I end up either creating a monster global variable that is passed around or like in the above example start cascading configuration. The train function shouldn’t worry about the data file or the model, it is interested in just the number of epochs and batch size while load_data and create_model should handle those. I found either option - having global arguments or cascading - rather ugly and difficult to scale. Let’s look at the current setup I have:

# train.py
from config import extern

@extern
def load_data(dataf="data.txt")
    # loads data...
    return data

@extern
def create_model(model="lstm", layers=2):
    # creates model...
    return model

@extern
def train(epochs=20, batch_size=32):
    d = load_data()
    m = create_model()
    m.fit(d, epochs=epochs, batch_size=32)

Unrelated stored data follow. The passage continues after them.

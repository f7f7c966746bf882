pub mod agents;
pub mod clock;
pub mod config;
pub mod config_resolver;
pub mod critique;
pub mod db;
pub mod executor;
pub mod jobs;
pub mod lead_runs;
pub mod pause;
pub mod planner;
pub mod prompt_filter;
pub mod resume;
pub mod schema;
pub mod settings;
pub mod store;
pub mod telemetry;
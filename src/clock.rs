use chrono::{SecondsFormat, TimeZone, Utc};
use std::time::{SystemTime, UNIX_EPOCH};

pub fn now_ms() -> i64 {
    SystemTime::now()
        .duration_since(UNIX_EPOCH)
        .unwrap_or_default()
        .as_millis() as i64
}

/// RFC 3339 rendering used for timestamps written into JSON metadata.
pub fn rfc3339_from_ms(ms: i64) -> String {
    match Utc.timestamp_millis_opt(ms).single() {
        Some(at) => at.to_rfc3339_opts(SecondsFormat::Millis, true),
        None => ms.to_string(),
    }
}

#[cfg(test)]
mod tests {
    use super::rfc3339_from_ms;

    #[test]
    fn renders_epoch_millis_in_utc() {
        assert_eq!(rfc3339_from_ms(0), "1970-01-01T00:00:00.000Z");
        assert_eq!(rfc3339_from_ms(1_700_000_000_123), "2023-11-14T22:13:20.123Z");
    }
}
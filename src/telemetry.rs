use crate::config::LoggingConfig;
use tracing_subscriber::layer::SubscriberExt;
use tracing_subscriber::util::SubscriberInitExt;
use tracing_subscriber::EnvFilter;

/// Installs the global subscriber. `RUST_LOG` wins over the configured
/// filter. Calling it twice is harmless.
pub fn init_tracing(logging: &LoggingConfig) {
    let env_filter =
        EnvFilter::try_from_default_env().unwrap_or_else(|_| EnvFilter::new(&logging.filter));
    let registry = tracing_subscriber::registry().with(env_filter);
    let result = if logging.json {
        registry
            .with(tracing_subscriber::fmt::layer().json().with_writer(std::io::stderr))
            .try_init()
    } else {
        registry
            .with(tracing_subscriber::fmt::layer().with_writer(std::io::stderr))
            .try_init()
    };
    if let Err(err) = result {
        eprintln!("tracing already initialised: {err}");
    }
}
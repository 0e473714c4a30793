//! CORAL ordinal loss.
//!
//! Each of the `K - 1` outputs is an independent Bernoulli probability
//! `p_i ≈ P(grade > i)`. The loss for one sample is the mean binary
//! cross-entropy between `p` and the encoded label; the batch loss is the mean
//! over samples.
//!
//! ```text
//! L = 1/B Σ_b 1/(K-1) Σ_i -[y_bi ln p_bi + (1 - y_bi) ln(1 - p_bi)]
//! ```
//!
//! With `p = σ(z)`, the derivatives w.r.t. the logit `z_bi` are
//! `(p - y) / ((K-1)·B)` and `p(1 - p) / ((K-1)·B)`.

use ndarray::{ArrayView2, ArrayViewMut2};

use super::ObjectiveFn;
use crate::error::{check_thresholds, GradeError, Result};
use crate::inference::Grade;
use crate::training::encoding::check_grade;
use crate::training::GradsTuple;

/// Hessian floor, keeps Newton steps finite for saturated outputs.
const HESS_MIN: f32 = 1e-6;

/// CORAL loss for `num_classes` ordered grades.
#[derive(Debug, Clone, Copy, PartialEq, Eq)]
pub struct OrdinalLoss {
    num_classes: usize,
}

impl OrdinalLoss {
    pub fn new(num_classes: usize) -> Self {
        Self { num_classes }
    }

    pub fn num_classes(&self) -> usize {
        self.num_classes
    }

    /// Check shapes, labels and the (0, 1) domain of every prediction.
    fn validate(&self, predictions: ArrayView2<f32>, labels: &[Grade]) -> Result<()> {
        let (n_rows, n_cols) = predictions.dim();
        check_thresholds(self.num_classes, n_cols)?;
        if labels.len() != n_rows {
            return Err(GradeError::DimensionMismatch {
                what: "labels per prediction row",
                expected: n_rows,
                got: labels.len(),
            });
        }
        for &grade in labels {
            check_grade(grade, self.num_classes)?;
        }
        for row in predictions.rows() {
            for (index, &value) in row.iter().enumerate() {
                // NaN fails both comparisons
                if !(value > 0.0 && value < 1.0) {
                    return Err(GradeError::OutOfDomain { index, value });
                }
            }
        }
        Ok(())
    }
}

impl ObjectiveFn for OrdinalLoss {
    fn n_outputs(&self) -> usize {
        self.num_classes.saturating_sub(1)
    }

    /// Mean BCE over thresholds, then over samples. An empty batch has loss 0.
    fn loss(&self, predictions: ArrayView2<f32>, labels: &[Grade]) -> Result<f64> {
        self.validate(predictions, labels)?;
        let n_rows = labels.len();
        if n_rows == 0 {
            return Ok(0.0);
        }

        let n_thresholds = self.n_outputs() as f64;
        let total: f64 = predictions
            .rows()
            .into_iter()
            .zip(labels)
            .map(|(row, &grade)| {
                let sample: f64 = row
                    .iter()
                    .enumerate()
                    .map(|(i, &p)| {
                        let p = f64::from(p);
                        if i < grade { -p.ln() } else { -(1.0 - p).ln() }
                    })
                    .sum();
                sample / n_thresholds
            })
            .sum();

        Ok(total / n_rows as f64)
    }

    fn compute_gradients_into(
        &self,
        predictions: ArrayView2<f32>,
        labels: &[Grade],
        mut grad_hess: ArrayViewMut2<GradsTuple>,
    ) -> Result<()> {
        self.validate(predictions, labels)?;
        if grad_hess.dim() != predictions.dim() {
            return Err(GradeError::DimensionMismatch {
                what: "gradient buffer elements",
                expected: predictions.len(),
                got: grad_hess.len(),
            });
        }

        let n_rows = labels.len();
        if n_rows == 0 {
            return Ok(());
        }
        let scale = 1.0 / (self.n_outputs() * n_rows) as f32;

        for ((row, mut out), &grade) in predictions
            .rows()
            .into_iter()
            .zip(grad_hess.rows_mut())
            .zip(labels)
        {
            for (i, (&p, pair)) in row.iter().zip(out.iter_mut()).enumerate() {
                let target = if i < grade { 1.0 } else { 0.0 };
                *pair = GradsTuple::new(scale * (p - target), (scale * p * (1.0 - p)).max(HESS_MIN));
            }
        }
        Ok(())
    }

    fn name(&self) -> &'static str {
        "ordinal_coral"
    }
}

/// CORAL loss of a `(batch, num_classes - 1)` probability matrix.
///
/// # Errors
///
/// - [`GradeError::Shape`] if the column count isn't `num_classes - 1`
/// - [`GradeError::DimensionMismatch`] if `labels.len()` isn't the row count
/// - [`GradeError::Range`] for a label outside `[0, num_classes - 1]`
/// - [`GradeError::OutOfDomain`] for a prediction outside `(0, 1)`
pub fn ordinal_loss(predictions: ArrayView2<f32>, labels: &[Grade], num_classes: usize) -> Result<f64> {
    OrdinalLoss::new(num_classes).loss(predictions, labels)
}

// =============================================================================
// Tests
// =============================================================================
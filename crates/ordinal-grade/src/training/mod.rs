//! Training-time building blocks.
//!
//! This crate doesn't own a training loop. It supplies what one consumes:
//!
//! - [`encode_ordinal_label`] / [`encode_ordinal_batch`]: grade → threshold indicators
//! - [`OrdinalLoss`]: CORAL loss with gradients for an external optimizer
//! - [`Evaluator`] and [`Metric`]: accuracy, QWK, MAE and macro F1 over grades

mod encoding;
mod eval;
mod gradients;
pub mod metrics;
pub mod objectives;

pub use encoding::{encode_ordinal_batch, encode_ordinal_label};
pub use eval::{EvaluationReport, Evaluator, MetricValue};
pub use gradients::GradsTuple;
pub use metrics::{
    Accuracy, ConfusionMatrix, MacroF1, MeanAbsoluteError, Metric, MetricFn, QuadraticWeightedKappa,
};
pub use objectives::{ordinal_loss, ObjectiveFn, OrdinalLoss};
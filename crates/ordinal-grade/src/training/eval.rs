//! Evaluation of graded predictions against true labels.
//!
//! Provides the [`Evaluator`] component for computing a set of metrics in one
//! pass, and [`MetricValue`] for wrapping computed metrics with metadata.

use std::fmt;

use serde::Serialize;

use super::metrics::{ConfusionMatrix, Metric, MetricFn};
use crate::error::Result;
use crate::inference::{Grade, PredictionResult};

// =============================================================================
// MetricValue
// =============================================================================

/// A computed metric value with metadata.
#[derive(Debug, Clone, PartialEq, Serialize)]
pub struct MetricValue {
    /// Name of the metric (e.g., "accuracy", "qwk").
    pub name: String,
    /// The computed value.
    pub value: f64,
    /// Whether higher values are better (true for accuracy, false for MAE).
    pub higher_is_better: bool,
}

impl MetricValue {
    pub fn new(name: impl Into<String>, value: f64, higher_is_better: bool) -> Self {
        Self {
            name: name.into(),
            value,
            higher_is_better,
        }
    }

    /// Returns true if this value is better than another.
    pub fn is_better_than(&self, other: &Self) -> bool {
        if self.higher_is_better {
            self.value > other.value
        } else {
            self.value < other.value
        }
    }
}

impl fmt::Display for MetricValue {
    fn fmt(&self, f: &mut fmt::Formatter<'_>) -> fmt::Result {
        write!(f, "{}: {:.4}", self.name, self.value)
    }
}

// =============================================================================
// EvaluationReport
// =============================================================================

/// Metrics and confusion matrix for one evaluation run.
#[derive(Debug, Clone, PartialEq, Serialize)]
pub struct EvaluationReport {
    pub num_classes: usize,
    pub n_samples: u64,
    pub metrics: Vec<MetricValue>,
    pub confusion_matrix: ConfusionMatrix,
}

impl EvaluationReport {
    /// Value of the named metric, if it was computed.
    pub fn get(&self, name: &str) -> Option<f64> {
        self.metrics.iter().find(|m| m.name == name).map(|m| m.value)
    }
}

// =============================================================================
// Evaluator
// =============================================================================

/// Computes a fixed set of metrics over predicted and true grades.
///
/// # Example
///
/// ```
/// use ordinal_grade::training::Evaluator;
///
/// let report = Evaluator::new(5).evaluate(&[0, 1, 2, 4], &[0, 1, 2, 3]).unwrap();
/// assert_eq!(report.get("accuracy"), Some(0.75));
/// assert_eq!(report.get("mae"), Some(0.25));
/// ```
#[derive(Debug, Clone)]
pub struct Evaluator {
    num_classes: usize,
    metrics: Vec<Metric>,
}

impl Evaluator {
    /// Evaluator reporting [`Metric::all`].
    pub fn new(num_classes: usize) -> Self {
        Self {
            num_classes,
            metrics: Metric::all(),
        }
    }

    pub fn with_metrics(mut self, metrics: Vec<Metric>) -> Self {
        self.metrics = metrics;
        self
    }

    pub fn num_classes(&self) -> usize {
        self.num_classes
    }

    /// Evaluate predicted grades against true grades.
    pub fn evaluate(&self, predicted: &[Grade], actual: &[Grade]) -> Result<EvaluationReport> {
        let confusion = ConfusionMatrix::from_grades(predicted, actual, self.num_classes)?;

        let metrics: Vec<MetricValue> = self
            .metrics
            .iter()
            .map(|m| MetricValue::new(m.name(), m.compute(&confusion), m.higher_is_better()))
            .collect();

        for metric in &metrics {
            tracing::debug!(metric = %metric.name, value = metric.value, "computed metric");
        }

        Ok(EvaluationReport {
            num_classes: self.num_classes,
            n_samples: confusion.n_samples(),
            metrics,
            confusion_matrix: confusion,
        })
    }

    /// Evaluate decoded predictions against true grades.
    pub fn evaluate_predictions(
        &self,
        predictions: &[PredictionResult],
        actual: &[Grade],
    ) -> Result<EvaluationReport> {
        let predicted: Vec<Grade> = predictions.iter().map(PredictionResult::grade).collect();
        self.evaluate(&predicted, actual)
    }
}
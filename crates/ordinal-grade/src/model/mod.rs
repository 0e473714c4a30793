//! Model descriptions and grading configuration.
//!
//! - [`GradingConfig`]: validated configuration (classes, taxonomy, correction)
//! - [`ModelMeta`] / [`ModelKind`]: what a registered backbone outputs
//! - [`ScoreTransform`]: squashing applied to raw backbone output

mod config;
mod meta;
mod transform;

pub use config::{ConfigError, GradingConfig, GradingConfigBuilder};
pub use meta::{ModelKind, ModelMeta};
pub use transform::ScoreTransform;
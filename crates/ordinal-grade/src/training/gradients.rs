//! Gradient/hessian pairs handed to an external optimizer.

/// First and second derivative of the loss w.r.t. one threshold logit.
#[derive(Debug, Clone, Copy, Default, PartialEq)]
pub struct GradsTuple {
    pub grad: f32,
    pub hess: f32,
}

impl GradsTuple {
    #[inline]
    pub fn new(grad: f32, hess: f32) -> Self {
        Self { grad, hess }
    }
}
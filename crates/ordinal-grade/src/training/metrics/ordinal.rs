//! Metrics over ordered grades.

use super::{ConfusionMatrix, MetricFn};

// =============================================================================
// Accuracy
// =============================================================================

/// Fraction of samples whose predicted grade equals the true grade.
#[derive(Debug, Clone, Copy, Default, PartialEq, Eq)]
pub struct Accuracy;

impl MetricFn for Accuracy {
    fn compute(&self, confusion: &ConfusionMatrix) -> f64 {
        let n = confusion.n_samples();
        if n == 0 {
            return 0.0;
        }
        confusion.correct() as f64 / n as f64
    }

    fn higher_is_better(&self) -> bool {
        true
    }

    fn name(&self) -> &'static str {
        "accuracy"
    }
}

// =============================================================================
// Quadratic Weighted Kappa
// =============================================================================

/// Cohen's kappa with weights `(i - j)² / (K - 1)²`.
///
/// 1 is perfect agreement, 0 is chance level. When every label and every
/// prediction is the same grade there is no disagreement to weigh and the
/// value is 1.
#[derive(Debug, Clone, Copy, Default, PartialEq, Eq)]
pub struct QuadraticWeightedKappa;

impl MetricFn for QuadraticWeightedKappa {
    fn compute(&self, confusion: &ConfusionMatrix) -> f64 {
        let n = confusion.n_samples() as f64;
        if n == 0.0 {
            return 0.0;
        }

        let k = confusion.num_classes();
        let actual = confusion.actual_totals();
        let predicted = confusion.predicted_totals();
        let norm = ((k - 1) * (k - 1)) as f64;

        let mut observed = 0.0f64;
        let mut expected = 0.0f64;
        for i in 0..k {
            for j in 0..k {
                let weight = (i.abs_diff(j) * i.abs_diff(j)) as f64 / norm;
                observed += weight * confusion.count(i, j) as f64;
                expected += weight * (actual[i] as f64 * predicted[j] as f64) / n;
            }
        }

        if expected == 0.0 {
            return 1.0;
        }
        1.0 - observed / expected
    }

    fn higher_is_better(&self) -> bool {
        true
    }

    fn name(&self) -> &'static str {
        "qwk"
    }
}

// =============================================================================
// Mean Absolute Error
// =============================================================================

/// Mean `|predicted - true|` in grade units.
#[derive(Debug, Clone, Copy, Default, PartialEq, Eq)]
pub struct MeanAbsoluteError;

impl MetricFn for MeanAbsoluteError {
    fn compute(&self, confusion: &ConfusionMatrix) -> f64 {
        let n = confusion.n_samples();
        if n == 0 {
            return 0.0;
        }
        let total: u64 = confusion
            .counts()
            .indexed_iter()
            .map(|((t, p), &c)| t.abs_diff(p) as u64 * c)
            .sum();
        total as f64 / n as f64
    }

    fn higher_is_better(&self) -> bool {
        false
    }

    fn name(&self) -> &'static str {
        "mae"
    }
}

// =============================================================================
// Macro F1
// =============================================================================

/// Unweighted mean of per-grade F1.
///
/// Grades absent from both labels and predictions are skipped rather than
/// counted as zero.
#[derive(Debug, Clone, Copy, Default, PartialEq, Eq)]
pub struct MacroF1;

impl MetricFn for MacroF1 {
    fn compute(&self, confusion: &ConfusionMatrix) -> f64 {
        let actual = confusion.actual_totals();
        let predicted = confusion.predicted_totals();

        let (sum, seen) = (0..confusion.num_classes())
            .filter(|&g| actual[g] + predicted[g] > 0)
            .fold((0.0f64, 0usize), |(sum, seen), g| {
                // 2·tp / (2·tp + fp + fn)
                let tp = confusion.count(g, g) as f64;
                let f1 = 2.0 * tp / (actual[g] + predicted[g]) as f64;
                (sum + f1, seen + 1)
            });

        if seen == 0 { 0.0 } else { sum / seen as f64 }
    }

    fn higher_is_better(&self) -> bool {
        true
    }

    fn name(&self) -> &'static str {
        "macro_f1"
    }
}

// =============================================================================
// Tests
// =============================================================================

#[cfg(test)]
mod tests {
    use super::*;
    use crate::testing::DEFAULT_TOLERANCE_F64;
    use approx::assert_abs_diff_eq;
    use rstest::rstest;

    fn cm(predicted: &[usize], actual: &[usize]) -> ConfusionMatrix {
        ConfusionMatrix::from_grades(predicted, actual, 5).unwrap()
    }

    #[test]
    fn accuracy() {
        assert_abs_diff_eq!(Accuracy.compute(&cm(&[0, 1, 2, 3], &[0, 1, 2, 3])), 1.0);
        assert_abs_diff_eq!(Accuracy.compute(&cm(&[0, 1, 2, 3], &[0, 1, 3, 4])), 0.5);
        assert_eq!(Accuracy.compute(&cm(&[], &[])), 0.0);
    }

    #[test]
    fn mae() {
        let value = MeanAbsoluteError.compute(&cm(&[0, 2, 4, 1], &[0, 1, 2, 1]));
        assert_abs_diff_eq!(value, 0.75, epsilon = DEFAULT_TOLERANCE_F64);
    }

    #[rstest]
    #[case::perfect(&[0, 1, 2, 3, 4], &[0, 1, 2, 3, 4], 1.0)]
    #[case::reversed(&[4, 3, 2, 1, 0], &[0, 1, 2, 3, 4], -1.0)]
    #[case::constant_agreement(&[2, 2, 2], &[2, 2, 2], 1.0)]
    fn qwk_reference_values(#[case] predicted: &[usize], #[case] actual: &[usize], #[case] expected: f64) {
        let value = QuadraticWeightedKappa.compute(&cm(predicted, actual));
        assert_abs_diff_eq!(value, expected, epsilon = DEFAULT_TOLERANCE_F64);
    }

    #[test]
    fn qwk_penalizes_distant_errors_more() {
        let near = QuadraticWeightedKappa.compute(&cm(&[0, 1, 2, 4, 4], &[0, 1, 2, 3, 4]));
        let far = QuadraticWeightedKappa.compute(&cm(&[0, 1, 2, 0, 4], &[0, 1, 2, 3, 4]));
        assert!(near > far);
    }

    #[test]
    fn qwk_hand_computed() {
        // actual [0, 0, 1, 1], predicted [0, 1, 1, 1], K = 2
        let confusion = ConfusionMatrix::from_grades(&[0, 1, 1, 1], &[0, 0, 1, 1], 2).unwrap();
        // observed = 1, expected = (2 * 1 + 2 * 3) / 4 = 2
        let value = QuadraticWeightedKappa.compute(&confusion);
        assert_abs_diff_eq!(value, 0.5, epsilon = DEFAULT_TOLERANCE_F64);
    }

    #[test]
    fn macro_f1_skips_unseen_grades() {
        // grade 0: tp 1, actual 1, predicted 1 → 1.0
        // grade 1: tp 1, actual 2, predicted 1 → 2/3
        // grade 2: tp 0, actual 0, predicted 1 → 0.0
        let value = MacroF1.compute(&cm(&[0, 1, 2], &[0, 1, 1]));
        assert_abs_diff_eq!(value, (1.0 + 2.0 / 3.0) / 3.0, epsilon = DEFAULT_TOLERANCE_F64);
        assert_eq!(MacroF1.compute(&cm(&[], &[])), 0.0);
    }
}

Then I specify the keyword arguments through a YAML file. Now the reason I chose YAML is it handles type conversion so I don’t have to cast numbers to actual integers or floats and it allows for arrays and even Python objects. Basically, it is very expressive. As a starting point I create my configuration file:

# default.yaml
train.py:
  load_data:
    dataf: "some/path/data.txt"
  create_model:
    model: "gru"
    # don't have to specify layers, default from code will be used
  train:
    epochs: 40
    batch_size: 16

This is just one way of organising the configuration that is granular at the function level of a file. Then I create a decorator that loads and updates keyword arguments only based on the configuration file:

# config.py
import argparse
from pathlib import Path
import yaml

# We only specify the yaml file from argparse and handle rest
parser = argparse.ArgumentParser(description=__doc__)
parser.add_argument("-f", "--config_file", default="configs/default.yaml", help="Configuration file to load.")
ARGS = parser.parse_args()

# Let's load the yaml file here
with open(ARGS.config_file, 'r') as f:
    config = yaml.load(f)
print(f"Loaded configuration file {ARGS.config_file}")

def extern(func):
    """Wraps keyword arguments from configuration."""
    def wrapper(*args, **kwargs):
        """Injects configuration keywords."""
        # We get the file name in which the function is defined, ex: train.py
        fname = Path(func.__globals__['__file__']).name
        # Then we extract arguments corresponding to the function name
        # ex: train.py -> load_data
        conf = config[fname][func.__name__]
        # And update the keyword arguments with any specified arguments
        # if it isn't specified then the default values still hold
        conf.update(kwargs)
        return func(*args, **conf)
    return wrapper

Jobs done. Now whenever you need keyword arguments to a function, any function can use from config import extern and @extern decorator which will read from a YAML configuration file to update passed keyword arguments on the fly. When trying different hyper-parameters I create different YAML files which clearly state what is my configuration for that particular train.py or model.py so things don’t spiral out of control.